๑۩۞۩๑ Kitap Dünyası - İlim Dünyası Kütüphanesi ๑۩۞۩๑ => Tahavi Şerhi => Konuyu başlatan: Vatan Var Olsun ! üzerinde 09 Ocak 2012, 20:52:48



Konu Başlığı: Kaderin İhtiva Ettiği Esaslar
Gönderen: Vatan Var Olsun ! üzerinde 09 Ocak 2012, 20:52:48
Kader’in İhtiva Ettiği Esaslar


Yüce Allah’ın ilmine uygun olan takdir demek olan kader, pek büyük esasları da ihtiva etmektedir:

1- Yüce Allah, takdir edilmiş olan herbir hususu meydana gelmeden önce bilir. Böylelikle Onun kadim ilmi de sabit olur. Bu kabul ile Yüce Allah’ın kadim ilmini inkâr edenler de reddedilmiş olmaktadır.

2- Yüce Allah’ın herşeyi takdir etmiş olması bütün mahlukatın miktar ve ölçülerinin de takdir edilmiş olmasını ihtiva eder. Mahlukatın miktar ve ölçüleri ise onlara has muayyen nitelikleridir. Şüphesiz ki Yüce Allah herbir şey için belli bir kader (miktar ve ölçü) tayin etmiştir. Nitekim Yüce Allah şöyle buyurmaktadır: "O, herşeyi yaratıp, inceden inceye takdir ve tayin etmiştir." (el-Furkan, 25/2)

Buna göre yaratmak takdiri de ihtiva eder. Bir şeyin bizzat takdir edilmesi ise onun için bir miktar tayin etmekle olur. Onun miktarının tayini ise var oluşundan öncedir. Yüce Allah, herbir mahlukun kemiyet ve keyfiyeti itibariyle kendisine has takdirini yazmış olması, elbetteki muayyen ve cüz’î hususlara dair bilgisini en ileri derecede ortaya koyar ve bu, bu hususu inkâr eden ve; O, külliyatı bilir fakat cüziyatı bilmez, diyenlerin kanaatine aykırıdır. O halde kader hem kadim ilmi, hem de cüziyatı bilmeyi kapsamaktadır.

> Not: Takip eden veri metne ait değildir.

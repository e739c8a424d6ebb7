use crate::config::build_vars::BUILD_VARS_FILE;
use std::{
    env,
    path::{Path, PathBuf},
};

/// Returns the current working directory.
pub fn get_cwd() -> PathBuf {
    env::current_dir().unwrap_or_else(|_| PathBuf::from("."))
}

/// Returns true if the given directory holds an add-on project.
pub fn is_project_root(dir: &Path) -> bool {
    dir.join(BUILD_VARS_FILE).is_file()
}

/// Walks upward from `start` to locate the first add-on project root.
pub fn find_project_root_from(start: &Path) -> Option<PathBuf> {
    start
        .ancestors()
        .find(|ancestor| is_project_root(ancestor))
        .map(Path::to_path_buf)
}

/// Resolves the project root: an explicit directory wins, otherwise the
/// nearest ancestor of the working directory carrying `buildVars.toml`.
pub fn resolve_project_root(explicit: Option<&Path>) -> Result<PathBuf, String> {
    let cwd = get_cwd();
    if let Some(dir) = explicit {
        let dir = cwd.join(dir);
        if is_project_root(&dir) {
            return Ok(dir);
        }
        return Err(format!(
            "Invalid project: {} (no {} found)",
            dir.to_string_lossy(),
            BUILD_VARS_FILE
        ));
    }
    find_project_root_from(&cwd).ok_or_else(|| {
        format!(
            "No {} found in {} or any parent directory",
            BUILD_VARS_FILE,
            cwd.to_string_lossy()
        )
    })
}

3- İlahi takdir aynı zamanda onun bunu haber vermiş olmasını ve mahlukatın varlığından önce bunu ortaya koyup etraflı bir şekilde buna dair bilgileri bildirmiş olması gerçeğini de ihtiva eder. Bu da şunu gerektirmektedir: Kulların bir takım hususları var olmadan önce etraflı bir şekilde bilmeleri mümkündür. Bu da Yüce Allah’ın böyle bir bilgiye öncelikle sahip olması gerektiğine dikkatimizi çekmektedir. Çünkü kulları (kısmen de olsa) böyle bir şeyi bilebildiklerine göre kendisinin bilmemesi nasıl düşünülebilir?

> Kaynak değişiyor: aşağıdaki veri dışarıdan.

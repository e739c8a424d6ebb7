use crate::utils::logger::{LogLevel, Logger};
use indicatif::{ProgressBar, ProgressStyle};
use std::cell::Cell;
use std::fmt::Display;
use std::time::Duration;

pub struct Spinner {
    bar: ProgressBar,
    active: Cell<bool>,
}

impl Spinner {
    pub fn new(message: impl Into<String>) -> Self {
        let bar = ProgressBar::new_spinner();
        let style = ProgressStyle::with_template("{spinner} {msg}")
            .unwrap_or_else(|_| ProgressStyle::default_spinner())
            .tick_strings(&["⠋", "⠙", "⠹", "⠸", "⠼", "⠴", "⠦", "⠧", "⠇", "⠏"]);
        bar.set_style(style);
        bar.set_message(message.into());
        bar.enable_steady_tick(Duration::from_millis(80));

        Spinner {
            bar,
            active: Cell::new(true),
        }
    }

    pub fn succeed(&self, message: impl Into<String>) {
        if self.active.get() {
            self.bar.finish_and_clear();
            Logger::new().log_message(LogLevel::Success, &message.into());
            self.active.set(false);
        }
    }

    pub fn fail(&self, message: impl Into<String>) {
        if self.active.get() {
            self.bar.finish_and_clear();
            Logger::new().log_message(LogLevel::Error, &message.into());
            self.active.set(false);
        }
    }
}

impl Drop for Spinner {
    fn drop(&mut self) {
        if self.active.get() {
            self.bar.abandon();
            self.active.set(false);
        }
    }
}

/// Runs one build step under a spinner, logging its outcome.
pub fn run_step<T, E, F, S>(start_message: &str, on_success: S, action: F) -> Result<T, E>
where
    E: Display,
    F: FnOnce() -> Result<T, E>,
    S: FnOnce(&T) -> String,
{
    let spinner = Spinner::new(start_message);
    match action() {
        Ok(value) => {
            spinner.succeed(on_success(&value));
            Ok(value)
        }
        Err(err) => {
            spinner.fail(err.to_string());
            Err(err)
        }
    }
}
use crate::error::{BuildError, Result};
use crate::utils::fs as ufs;
use std::collections::HashSet;
use std::fs;
use std::io;
use std::path::{Path, PathBuf};
use zip::{CompressionMethod, ZipWriter, write::FileOptions};

/// Highest standard deflate level.
const DEFLATE_LEVEL: i32 = 9;

/// Outcome of [`create_bundle`].
#[derive(Debug, Clone, PartialEq)]
pub struct BundleReport {
    pub path: PathBuf,
    /// Archive entry names, in the order they were written.
    pub entries: Vec<String>,
    pub excluded: Vec<String>,
}

/// Lists the archive entry names for a staged tree: every file's
/// root-relative `/`-separated path, minus exact matches in `excluded`.
/// The result is sorted so identical trees produce identical archives.
///
/// ### Parameters
/// - `root`: The staged tree
/// - `excluded`: Archive-relative paths to leave out
/// - `skip`: A file to never include (the bundle itself when it lives inside `root`)
///
pub fn collect_entries(
    root: &Path,
    excluded: &[String],
    skip: Option<&Path>,
) -> Result<(Vec<(String, PathBuf)>, Vec<String>)> {
    let excluded: HashSet<&str> = excluded.iter().map(String::as_str).collect();
    let mut entries: Vec<(String, PathBuf)> = Vec::new();
    let mut skipped: Vec<String> = Vec::new();

    for p in ufs::walk_files(root)? {
        if skip.is_some_and(|s| s == p.as_path()) {
            continue;
        }
        let Some(rel) = ufs::path_relative_to(&p, root) else {
            continue;
        };
        let name = ufs::to_unix_string(&rel);
        if excluded.contains(name.as_str()) {
            skipped.push(name);
        } else {
            entries.push((name, p));
        }
    }
    entries.sort_by(|a, b| a.0.cmp(&b.0));
    skipped.sort();
    Ok((entries, skipped))
}

/// Writes the staged tree to a deflate-compressed ZIP at `out_file`,
/// replacing any previous archive there.
///
/// ### Parameters
/// - `root`: The staged tree
/// - `excluded`: Archive-relative paths to leave out
/// - `out_file`: The bundle path
///
pub fn create_bundle(root: &Path, excluded: &[String], out_file: &Path) -> Result<BundleReport> {
    if !root.is_dir() {
        return Err(BuildError::Config(format!(
            "Add-on directory not found: {}",
            root.display()
        )));
    }
    ufs::remove_if_exists(out_file)?;
    if let Some(parent) = out_file.parent() {
        fs::create_dir_all(parent).map_err(|e| {
            BuildError::io(format!("Failed to create directory {}", parent.display()), e)
        })?;
    }

    let out_abs = fs::canonicalize(out_file.parent().unwrap_or(Path::new(".")))
        .ok()
        .and_then(|dir| out_file.file_name().map(|f| dir.join(f)));
    let root_abs = fs::canonicalize(root)
        .map_err(|e| BuildError::io(format!("Failed to resolve {}", root.display()), e))?;
    let (entries, excluded) = collect_entries(&root_abs, excluded, out_abs.as_deref())?;

    let archive_err = |source| BuildError::Archive {
        path: out_file.to_path_buf(),
        source,
    };

    let file = fs::File::create(out_file)
        .map_err(|e| BuildError::io(format!("Failed to create {}", out_file.display()), e))?;
    let mut zip = ZipWriter::new(file);
    let options = FileOptions::default()
        .compression_method(CompressionMethod::Deflated)
        .compression_level(Some(DEFLATE_LEVEL));

    let mut names = Vec::with_capacity(entries.len());
    for (name, path) in entries {
        zip.start_file(name.as_str(), options).map_err(archive_err)?;
        let mut src = fs::File::open(&path)
            .map_err(|e| BuildError::io(format!("Failed to read {}", path.display()), e))?;
        io::copy(&mut src, &mut zip)
            .map_err(|e| BuildError::io(format!("Failed to write {} to archive", name), e))?;
        names.push(name);
    }
    zip.finish().map_err(archive_err)?;

    Ok(BundleReport {
        path: out_file.to_path_buf(),
        entries: names,
        excluded,
    })
}

#[cfg(test)]
mod tests {
    use super::*;
    use std::collections::BTreeSet;
    use std::io::Read;

    fn stage(root: &Path, files: &[(&str, &str)]) {
        for (rel, contents) in files {
            let p = root.join(rel);
            fs::create_dir_all(p.parent().unwrap()).unwrap();
            fs::write(p, contents).unwrap();
        }
    }

    fn archive_names(path: &Path) -> BTreeSet<String> {
        let mut archive = zip::ZipArchive::new(fs::File::open(path).unwrap()).unwrap();
        (0..archive.len())
            .map(|i| archive.by_index(i).unwrap().name().to_string())
            .collect()
    }

    #[test]
    fn archives_tree_minus_exclusions() {
        let dir = tempfile::tempdir().unwrap();
        let addon = dir.path().join("addon");
        stage(
            &addon,
            &[
                ("manifest.ini", "name = x\n"),
                ("globalPlugins/CaptionLocal/__init__.py", "# plugin\n"),
                ("globalPlugins/CaptionLocal/models/.keep", ""),
                ("locale/fr/manifest.ini", "summary = \"x\"\n"),
                ("doc/en/readme.md", "help\n"),
            ],
        );
        let excluded = vec![
            "globalPlugins/CaptionLocal/models/.keep".to_string(),
            "doc/en/readme.md".to_string(),
            "not/there.txt".to_string(),
        ];
        let out = dir.path().join("x-1.0.nvda-addon");

        let report = create_bundle(&addon, &excluded, &out).unwrap();

        let expected: BTreeSet<String> = [
            "manifest.ini",
            "globalPlugins/CaptionLocal/__init__.py",
            "locale/fr/manifest.ini",
        ]
        .iter()
        .map(|s| s.to_string())
        .collect();
        assert_eq!(archive_names(&out), expected);
        assert_eq!(report.entries.len(), 3);
        assert_eq!(
            report.excluded,
            vec![
                "doc/en/readme.md".to_string(),
                "globalPlugins/CaptionLocal/models/.keep".to_string()
            ]
        );
    }

    #[test]
    fn entries_are_relative_and_deflated() {
        let dir = tempfile::tempdir().unwrap();
        let addon = dir.path().join("addon");
        let body = "caption ".repeat(512);
        stage(&addon, &[("sub/dir/file.txt", body.as_str())]);
        let out = dir.path().join("out.nvda-addon");

        create_bundle(&addon, &[], &out).unwrap();

        let mut archive = zip::ZipArchive::new(fs::File::open(&out).unwrap()).unwrap();
        let mut entry = archive.by_name("sub/dir/file.txt").unwrap();
        assert_eq!(entry.compression(), CompressionMethod::Deflated);
        assert!(entry.compressed_size() < entry.size());
        let mut text = String::new();
        entry.read_to_string(&mut text).unwrap();
        assert_eq!(text, body);
    }

    #[test]
    fn identical_trees_give_identical_entry_order() {
        let dir = tempfile::tempdir().unwrap();
        let addon = dir.path().join("addon");
        stage(&addon, &[("b.txt", "b"), ("a/z.txt", "z"), ("a.txt", "a")]);

        let (first, _) = collect_entries(&addon, &[], None).unwrap();
        let names: Vec<&str> = first.iter().map(|(n, _)| n.as_str()).collect();
        assert_eq!(names, vec!["a.txt", "a/z.txt", "b.txt"]);
    }

    #[test]
    fn bundle_inside_tree_is_not_archived() {
        let dir = tempfile::tempdir().unwrap();
        let addon = dir.path().join("addon");
        stage(&addon, &[("manifest.ini", "x")]);
        let out = addon.join("self.nvda-addon");

        create_bundle(&addon, &[], &out).unwrap();
        create_bundle(&addon, &[], &out).unwrap();

        let names = archive_names(&out);
        assert_eq!(names.into_iter().collect::<Vec<_>>(), vec!["manifest.ini"]);
    }

    #[test]
    fn missing_root_is_an_error() {
        let dir = tempfile::tempdir().unwrap();
        let err = create_bundle(&dir.path().join("addon"), &[], &dir.path().join("o.zip"))
            .unwrap_err();
        assert!(matches!(err, BuildError::Config(_)));
    }
}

4- Kader, Yüce Allah’ın dilediğini yapmakta serbest olduğunu ve takdir ettiği her bir hususun bizatihi var olması gerektiği için değil, kendi meşîet ve iradesiyle onu yaratmış olduğunu hususunu da ihtiva eder.

5- Takdir edilen herbir hususun sonradan yaratılmış olduğuna ve daha önceleri yokken meydana geldiğine de delildir. Çünkü Yüce Allah herbir hususu önceden takdir etmiş, sonradan yaratmıştır.

"Kader hususunda kalbi hastalanan -bir nüshada: hastalıklı kalbini kaybeden- kimselere yazıklar olsun! Çünkü böyleleri vehimleriyle gaybta son derece gizli bir sırrı ortaya çıkarmaya çalışmışlar; buna dayanarak söyledikleri ile de günahkâr bir iftiracı olup çıkmışlardır."